Un matin d’avril 1971, 15 000 personnes affluèrent vers le port de Reykjavik, la capitale islandaise. Soit près d’un dixième de la population que comptait alors l’île. Parmi la foule, l’ensemble du gouvernement du pays et plusieurs ministres danois. Sous l’œil des caméras de la télévision nationale, qui retransmettait un événement en direct pour la première fois de son histoire, le navire danois Vaedderen faisait son entrée dans le port. À son bord, le Codex Regius et le Flateyjarbók, manuscrits d’une valeur inestimable
Un matin d’avril 1971, 15 000 personnes affluèrent vers le port de Reykjavik, la capitale islandaise. Soit près d’un dixième de la population que comptait alors l’île. Parmi la foule, l’ensemble du gouvernement du pays et plusieurs ministres danois. Sous l’œil des caméras de la télévision nationale, qui retransmettait un événement en direct pour la première fois de son histoire, le navire danois Vaedderen faisait son entrée dans le port. À son bord, le Codex Regius et le Flateyjarbók, manuscrits d’une valeur inestimable, contenant à eux deux une bonne partie des « sagas » qui ont fait la gloire de l’Islande. Le Danemark, à qui ils avaient été remis au milieu du XVIIe siècle par l’évêque Brynjólfur Sveinsson, leur découvreur, se décidait enfin à les restituer…

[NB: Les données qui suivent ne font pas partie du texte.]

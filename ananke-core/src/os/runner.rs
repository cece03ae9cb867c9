use std::fmt;
use std::io;

use async_trait::async_trait;
use thiserror::Error;
use tracing::{debug, warn};

use crate::os::CommandSpec;

/// Command failures.
#[derive(Debug, Error)]
pub enum OsError {
    /// The process could not be started.
    #[error("failed to run `{command}`: {source}")]
    Spawn {
        /// Command line that was attempted.
        command: String,
        /// Spawn error.
        #[source]
        source: io::Error,
    },

    /// The process ran and failed.
    #[error("`{command}` exited with {}: {stderr}", describe_exit(.code))]
    NonZeroExit {
        /// Command line that ran.
        command: String,
        /// Exit status; `None` when killed by a signal.
        code: Option<i32>,
        /// Captured standard error.
        stderr: String,
    },
}

fn describe_exit(code: &Option<i32>) -> String {
    match code {
        Some(code) => format!("status {code}"),
        None => "a signal".to_string(),
    }
}

/// Exit status and captured output of a finished command.
#[derive(Debug, Clone, PartialEq, Eq, Default)]
pub struct CommandOutput {
    /// Exit status; `None` when killed by a signal.
    pub code: Option<i32>,
    /// Captured standard output.
    pub stdout: String,
    /// Captured standard error.
    pub stderr: String,
}

impl CommandOutput {
    /// Exited with status 0.
    pub fn success(&self) -> bool {
        self.code == Some(0)
    }
}

/// Executes [`CommandSpec`]s.
#[async_trait]
pub trait CommandRunner: Send + Sync + fmt::Debug {
    /// Runs the command to completion and reports its exit status as data.
    async fn output(&self, spec: &CommandSpec) -> Result<CommandOutput, OsError>;

    /// Like [`CommandRunner::output`] but a non-zero exit is an error.
    async fn run(&self, spec: &CommandSpec) -> Result<CommandOutput, OsError> {
        let output = self.output(spec).await?;
        if output.success() {
            Ok(output)
        } else {
            Err(OsError::NonZeroExit {
                command: spec.command_line(),
                code: output.code,
                stderr: output.stderr.trim().to_string(),
            })
        }
    }
}

/// Spawns real processes through `tokio::process`.
#[derive(Debug, Clone, Copy, Default)]
pub struct SystemRunner;

#[async_trait]
impl CommandRunner for SystemRunner {
    async fn output(&self, spec: &CommandSpec) -> Result<CommandOutput, OsError> {
        debug!(command = %spec, "running command");
        let output = spec.to_command().output().await.map_err(|source| {
            OsError::Spawn {
                command: spec.command_line(),
                source,
            }
        })?;
        let result = CommandOutput {
            code: output.status.code(),
            stdout: String::from_utf8_lossy(&output.stdout).into_owned(),
            stderr: String::from_utf8_lossy(&output.stderr).into_owned(),
        };
        if !result.success() {
            warn!(
                command = %spec.command_line(),
                code = ?result.code,
                stderr = %result.stderr.trim(),
                "command exited unsuccessfully"
            );
        }
        Ok(result)
    }
}

#[cfg(test)]
mod tests {
    use super::*;

    #[tokio::test]
    async fn system_runner_reports_exit_codes() {
        let runner = SystemRunner;
        let ok = runner.output(&CommandSpec::new("true")).await.unwrap();
        assert!(ok.success());

        let err = runner.run(&CommandSpec::new("false")).await.unwrap_err();
        assert!(matches!(err, OsError::NonZeroExit { code: Some(1), .. }));
    }

    #[tokio::test]
    async fn missing_program_is_a_spawn_error() {
        let err = SystemRunner
            .output(&CommandSpec::new("definitely-not-a-real-binary-4711"))
            .await
            .unwrap_err();
        assert!(matches!(err, OsError::Spawn { .. }));
    }
}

Comment une île si reculée, pas très grande et relativement peu peuplée a-t-elle pu devenir le foyer d’une des littératures les plus florissantes du Moyen Âge ? Dans le Neue Zürcher Zeitung, à l’occasion du quarantième anniversaire de la restitution des manuscrits, Aldo Keel livre quelques éléments d’explication : « Tandis que, partout ailleurs, les clercs philosophaient en latin derrière les murs épais de leurs monastères, en Islande, des lettrés rustiques écrivaient dans leur langue maternelle. Leur production était énorme, pour des raisons qui étaient aussi d’ordre économique. Sur le continent, le parchemin était un bien précieux. Pas en Islande, où l’on utilisait la peau de veaux qui de toute façon étaient abattus peu après leur naissance. Le célèbre philologue Sigurdur Nordal a calculé que le paysan pour qui fut fabriqué le recueil de sagas contenu dans le Flateyjarbók a eu besoin tout au plus de cinq ans pour fournir à partir de son cheptel la quantité de peau nécessaire, sans que cela lui nuise financièrement en quoi que ce soit. »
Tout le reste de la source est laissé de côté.